//! Peer documents and the endpoints they advertise.

use std::fmt;

use serde::Serialize;

use crate::error::{Error, GrammarError, InvariantViolation};
use crate::grammar::endpoint::{is_ipv4, is_ipv6, is_server, validate_word};
use crate::limits::MAX_ENDPOINTS;
use crate::model::document::{check_section_len, check_single_signature, Document, Envelope};
use crate::model::{BlockId, Currency, PublicKey, Signature};
use crate::signer::{sign_raw, Signer};

/// APIs whose endpoint fields this crate interprets.
#[derive(Debug, Clone, Copy, PartialEq, Eq, Hash, Serialize)]
pub enum KnownApi {
    #[serde(rename = "BASIC_MERKLED_API")]
    BasicMerkledApi,
}

impl KnownApi {
    /// Every known API, in dispatch order.
    pub const ALL: &'static [KnownApi] = &[KnownApi::BasicMerkledApi];

    /// The tag that opens the endpoint line.
    pub fn tag(&self) -> &'static str {
        match self {
            KnownApi::BasicMerkledApi => "BASIC_MERKLED_API",
        }
    }

    /// Looks up an API by its exact tag.
    pub fn from_tag(tag: &str) -> Option<Self> {
        Self::ALL.iter().copied().find(|api| api.tag() == tag)
    }
}

/// An endpoint of a known API: `TAG [DNS] [IPv4] [IPv6] [PORT]`.
#[derive(Debug, Clone, PartialEq, Eq, Serialize)]
pub struct KnownEndpoint {
    api: KnownApi,
    server: Option<String>,
    ipv4: Option<String>,
    ipv6: Option<String>,
    port: Option<u16>,
}

impl KnownEndpoint {
    /// Creates an endpoint, checking each field's shape.
    ///
    /// At least one field must be present.
    pub fn new(
        api: KnownApi,
        server: Option<String>,
        ipv4: Option<String>,
        ipv6: Option<String>,
        port: Option<u16>,
    ) -> Result<Self, GrammarError> {
        let bad = |token: &str, reason| GrammarError::Endpoint {
            token: token.to_string(),
            reason,
        };
        if let Some(server) = server.as_deref().filter(|s| !is_server(s)) {
            return Err(bad(server, "not a DNS name"));
        }
        if let Some(ipv4) = ipv4.as_deref().filter(|s| !is_ipv4(s)) {
            return Err(bad(ipv4, "not an IPv4 address"));
        }
        if let Some(ipv6) = ipv6.as_deref().filter(|s| !is_ipv6(s)) {
            return Err(bad(ipv6, "not an IPv6 address"));
        }
        if server.is_none() && ipv4.is_none() && ipv6.is_none() && port.is_none() {
            return Err(bad(api.tag(), "endpoint has no fields"));
        }
        Ok(Self {
            api,
            server,
            ipv4,
            ipv6,
            port,
        })
    }

    pub fn api(&self) -> KnownApi {
        self.api
    }

    pub fn server(&self) -> Option<&str> {
        self.server.as_deref()
    }

    pub fn ipv4(&self) -> Option<&str> {
        self.ipv4.as_deref()
    }

    pub fn ipv6(&self) -> Option<&str> {
        self.ipv6.as_deref()
    }

    pub fn port(&self) -> Option<u16> {
        self.port
    }

    /// Where to connect: server name first, then IPv4, then IPv6.
    ///
    /// Returns `None` when the endpoint has no port or no address.
    pub fn connection(&self) -> Option<ConnectionInfo> {
        let port = self.port?;
        let host = self
            .server
            .as_ref()
            .or(self.ipv4.as_ref())
            .or(self.ipv6.as_ref())?;
        Some(ConnectionInfo {
            host: host.clone(),
            port,
        })
    }
}

/// An endpoint of an API this crate does not interpret.
///
/// Its words are kept verbatim so that it re-serializes unchanged.
#[derive(Debug, Clone, PartialEq, Eq, Serialize)]
pub struct UnknownEndpoint {
    api: String,
    properties: Vec<String>,
}

impl UnknownEndpoint {
    /// Creates an opaque endpoint. It needs at least one property so that the
    /// line can never be mistaken for a signature.
    pub fn new(api: impl Into<String>, properties: Vec<String>) -> Result<Self, GrammarError> {
        let api = api.into();
        validate_word(&api)?;
        if KnownApi::from_tag(&api).is_some() {
            return Err(GrammarError::Endpoint {
                token: api,
                reason: "tag belongs to a known API",
            });
        }
        if properties.is_empty() {
            return Err(GrammarError::Endpoint {
                token: api,
                reason: "endpoint has no fields",
            });
        }
        for property in &properties {
            validate_word(property)?;
        }
        Ok(Self { api, properties })
    }

    pub fn api(&self) -> &str {
        &self.api
    }

    pub fn properties(&self) -> &[String] {
        &self.properties
    }
}

/// A network endpoint advertised by a peer.
#[derive(Debug, Clone, PartialEq, Eq, Serialize)]
#[serde(untagged)]
pub enum Endpoint {
    Known(KnownEndpoint),
    Unknown(UnknownEndpoint),
}

impl Endpoint {
    /// The API tag opening the endpoint line.
    pub fn api(&self) -> &str {
        match self {
            Endpoint::Known(endpoint) => endpoint.api.tag(),
            Endpoint::Unknown(endpoint) => &endpoint.api,
        }
    }
}

/// Host and port to reach a node.
#[derive(Debug, Clone, PartialEq, Eq, Hash)]
pub struct ConnectionInfo {
    pub host: String,
    pub port: u16,
}

impl fmt::Display for ConnectionInfo {
    fn fmt(&self, f: &mut fmt::Formatter<'_>) -> fmt::Result {
        write!(f, "{}:{}", self.host, self.port)
    }
}

/// A node announcing how to reach it.
///
/// Endpoint order is significant: it is the node's protocol priority.
#[derive(Debug, Clone, PartialEq, Eq, Serialize)]
pub struct Peer {
    #[serde(flatten)]
    envelope: Envelope,
    pubkey: PublicKey,
    block: BlockId,
    endpoints: Vec<Endpoint>,
}

impl Peer {
    /// Creates an unsigned peer document.
    ///
    /// At most [`MAX_ENDPOINTS`] endpoints are accepted, the same bound the
    /// parser applies.
    pub fn new(
        version: u32,
        currency: Currency,
        pubkey: PublicKey,
        block: BlockId,
        endpoints: Vec<Endpoint>,
    ) -> Result<Self, InvariantViolation> {
        check_section_len("Endpoints", endpoints.len(), MAX_ENDPOINTS)?;
        Ok(Self {
            envelope: Envelope::new(version, currency),
            pubkey,
            block,
            endpoints,
        })
    }

    pub fn pubkey(&self) -> &PublicKey {
        &self.pubkey
    }

    pub fn block(&self) -> &BlockId {
        &self.block
    }

    pub fn endpoints(&self) -> &[Endpoint] {
        &self.endpoints
    }

    pub fn signature(&self) -> Option<&Signature> {
        self.envelope.signatures.first()
    }

    /// Returns a copy carrying the given signatures (at most one).
    pub fn with_signatures(mut self, signatures: Vec<Signature>) -> Result<Self, InvariantViolation> {
        check_single_signature(Self::DOC_TYPE, &signatures)?;
        self.envelope.signatures = signatures;
        Ok(self)
    }

    /// Signs the raw form, replacing any existing signature.
    pub fn sign(&mut self, keys: &[&dyn Signer]) -> Result<(), Error> {
        let signatures = sign_raw(&self.raw(), keys)?;
        check_single_signature(Self::DOC_TYPE, &signatures)?;
        self.envelope.signatures = signatures;
        Ok(())
    }

    /// Consumes the document and returns it signed.
    pub fn signed(mut self, keys: &[&dyn Signer]) -> Result<Self, Error> {
        self.sign(keys)?;
        Ok(self)
    }
}

impl Document for Peer {
    const DOC_TYPE: &'static str = "Peer";

    fn envelope(&self) -> &Envelope {
        &self.envelope
    }

    fn raw(&self) -> String {
        crate::codec::peer::peer_raw(self)
    }
}

#[cfg(test)]
mod tests {
    use super::*;

    #[test]
    fn test_known_api_lookup_is_exact() {
        assert_eq!(KnownApi::from_tag("BASIC_MERKLED_API"), Some(KnownApi::BasicMerkledApi));
        assert_eq!(KnownApi::from_tag("BASIC_MERKLED_API_V2"), None);
        assert_eq!(KnownApi::from_tag("basic_merkled_api"), None);
    }

    #[test]
    fn test_known_endpoint_field_shapes() {
        let ok = KnownEndpoint::new(
            KnownApi::BasicMerkledApi,
            Some("ucoin.twiced.fr".to_string()),
            Some("88.174.120.187".to_string()),
            None,
            Some(9101),
        );
        assert!(ok.is_ok());

        let swapped = KnownEndpoint::new(
            KnownApi::BasicMerkledApi,
            Some("88.174.120.187".to_string()),
            None,
            None,
            Some(9101),
        );
        assert!(matches!(swapped, Err(GrammarError::Endpoint { .. })));

        let empty = KnownEndpoint::new(KnownApi::BasicMerkledApi, None, None, None, None);
        assert!(empty.is_err());
    }

    #[test]
    fn test_connection_prefers_server() {
        let endpoint = KnownEndpoint::new(
            KnownApi::BasicMerkledApi,
            Some("ucoin.twiced.fr".to_string()),
            Some("88.174.120.187".to_string()),
            None,
            Some(9101),
        )
        .unwrap();
        assert_eq!(endpoint.connection().unwrap().to_string(), "ucoin.twiced.fr:9101");

        let ipv6_only = KnownEndpoint::new(
            KnownApi::BasicMerkledApi,
            None,
            None,
            Some("2001:db8::1".to_string()),
            Some(80),
        )
        .unwrap();
        assert_eq!(ipv6_only.connection().unwrap().host, "2001:db8::1");

        let no_port = KnownEndpoint::new(
            KnownApi::BasicMerkledApi,
            Some("ucoin.twiced.fr".to_string()),
            None,
            None,
            None,
        )
        .unwrap();
        assert!(no_port.connection().is_none());
    }

    #[test]
    fn test_unknown_endpoint_requires_properties() {
        assert!(UnknownEndpoint::new("WS2P", vec![]).is_err());
        assert!(UnknownEndpoint::new("WS2P", vec!["a b".to_string()]).is_err());
        assert!(UnknownEndpoint::new("BASIC_MERKLED_API", vec!["80".to_string()]).is_err());
        let endpoint = UnknownEndpoint::new("WS2P", vec!["abc".to_string()]).unwrap();
        assert_eq!(Endpoint::Unknown(endpoint).api(), "WS2P");
    }
}
//! The envelope shared by every document and the document traits.

use serde::Serialize;

use crate::error::InvariantViolation;
use crate::model::{Currency, SelfCertification, Signature};

/// Fields common to every document.
#[derive(Debug, Clone, PartialEq, Eq, Serialize)]
pub struct Envelope {
    pub version: u32,
    pub currency: Currency,
    pub(crate) signatures: Vec<Signature>,
}

impl Envelope {
    /// Creates an unsigned envelope.
    pub fn new(version: u32, currency: Currency) -> Self {
        Self {
            version,
            currency,
            signatures: Vec::new(),
        }
    }

    /// Signatures in issuer order.
    pub fn signatures(&self) -> &[Signature] {
        &self.signatures
    }
}

/// A document whose raw form depends only on its own fields.
pub trait Document {
    /// Document type name, as written on the `Type:` line where applicable.
    const DOC_TYPE: &'static str;

    /// Returns the shared envelope.
    fn envelope(&self) -> &Envelope;

    /// Returns the exact payload that gets signed.
    fn raw(&self) -> String;

    /// Returns the raw payload followed by one signature per line.
    fn signed_raw(&self) -> String {
        signed_raw(self.raw(), self.signatures())
    }

    fn version(&self) -> u32 {
        self.envelope().version
    }

    fn currency(&self) -> &Currency {
        &self.envelope().currency
    }

    fn signatures(&self) -> &[Signature] {
        self.envelope().signatures()
    }
}

/// A document whose raw form embeds a self-certification's signed form.
///
/// The self-certification is borrowed for the duration of the call: the
/// document never stores or looks it up.
pub trait DependentDocument {
    /// Document type name.
    const DOC_TYPE: &'static str;

    /// Returns the shared envelope.
    fn envelope(&self) -> &Envelope;

    /// Returns the exact payload that gets signed.
    fn raw(&self, selfcert: &SelfCertification) -> String;

    /// Returns the raw payload followed by one signature per line.
    fn signed_raw(&self, selfcert: &SelfCertification) -> String {
        signed_raw(self.raw(selfcert), self.envelope().signatures())
    }
}

/// Appends signature lines to a raw payload.
pub(crate) fn signed_raw(mut raw: String, signatures: &[Signature]) -> String {
    for signature in signatures {
        raw.push_str(signature.as_str());
        raw.push('\n');
    }
    raw
}

/// Checks a list length against the limit its parser enforces.
pub(crate) fn check_section_len(
    section: &'static str,
    actual: usize,
    max: usize,
) -> Result<(), InvariantViolation> {
    if actual > max {
        return Err(InvariantViolation::SectionTooLarge {
            section,
            actual,
            max,
        });
    }
    Ok(())
}

/// Checks the signature list of a document that has a single issuer.
pub(crate) fn check_single_signature(
    document: &'static str,
    signatures: &[Signature],
) -> Result<(), InvariantViolation> {
    if signatures.len() > 1 {
        return Err(InvariantViolation::TooManySignatures {
            document,
            actual: signatures.len(),
        });
    }
    Ok(())
}

/// Returns the single signature, or an error naming the unsigned document.
pub(crate) fn require_signature<'a>(
    document: &'static str,
    signatures: &'a [Signature],
) -> Result<&'a Signature, InvariantViolation> {
    signatures
        .first()
        .ok_or(InvariantViolation::MissingSignature { document })
}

------------------------------

- [Exercise aim]
Scan the material above for the string "list" and copy every line that has it.

- [Exercise result]
/// Checks a list length against the limit its parser enforces.
/// Checks the signature list of a document that has a single issuer.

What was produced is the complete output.